INFORMATION:
==================================================
// Shared transport configuration for building reqwest::Client instances.
//
// The REST client takes its TLS, timeout and bearer-token settings from
// this module. The WebSocket session only borrows the timeout; its TLS
// always uses the bundled webpki roots.

use std::path::PathBuf;
use std::time::Duration;

use reqwest::header::{AUTHORIZATION, HeaderMap, HeaderValue};
use secrecy::{ExposeSecret, SecretString};

use crate::error::Error;

const USER_AGENT: &str = concat!("hassflow/", env!("CARGO_PKG_VERSION"));

/// TLS verification mode (api-level mirror of core's TlsVerification).
#[derive(Debug, Clone, Default)]
pub enum TlsMode {
    /// Use the system certificate store.
    #[default]
    System,
    /// Use a custom CA certificate from the given PEM file.
    CustomCa(PathBuf),
    /// Accept any certificate (self-signed local instances).
    DangerAcceptInvalid,
}

/// Shared transport configuration for building HTTP clients.
#[derive(Debug, Clone)]
pub struct TransportConfig {
    pub tls: TlsMode,
    pub timeout: Duration,
}

impl Default for TransportConfig {
    fn default() -> Self {
        Self {
            tls: TlsMode::System,
            timeout: Duration::from_secs(30),
        }
    }
}

impl TransportConfig {
    /// Build a `reqwest::Client` that sends `Authorization: Bearer <token>`
    /// on every request.
    pub fn build_client(&self, token: &SecretString) -> Result<reqwest::Client, Error> {
        let mut bearer = HeaderValue::from_str(&format!("Bearer {}", token.expose_secret()))
            .map_err(|_| Error::InvalidToken)?;
        bearer.set_sensitive(true);

        let mut headers = HeaderMap::new();
        headers.insert(AUTHORIZATION, bearer);

        let mut builder = reqwest::Client::builder()
            .timeout(self.timeout)
            .user_agent(USER_AGENT)
            .default_headers(headers);

        match &self.tls {
            TlsMode::System => {}
            TlsMode::CustomCa(path) => {
                let cert_pem = std::fs::read(path)
                    .map_err(|e| Error::Tls(format!("failed to read CA cert: {e}")))?;
                let cert = reqwest::Certificate::from_pem(&cert_pem)
                    .map_err(|e| Error::Tls(format!("invalid CA cert: {e}")))?;
                builder = builder.add_root_certificate(cert);
            }
            TlsMode::DangerAcceptInvalid => {
                builder = builder.danger_accept_invalid_certs(true);
            }
        }

        builder
            .build()
            .map_err(|e| Error::Tls(format!("failed to build HTTP client: {e}")))
    }
}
==================================================
REQUIRED ACTION: Every line in the listing above that mentions "SecretString" should be returned.

RESULT OF THE TASK:
use secrecy::{ExposeSecret, SecretString};
    pub fn build_client(&self, token: &SecretString) -> Result<reqwest::Client, Error> {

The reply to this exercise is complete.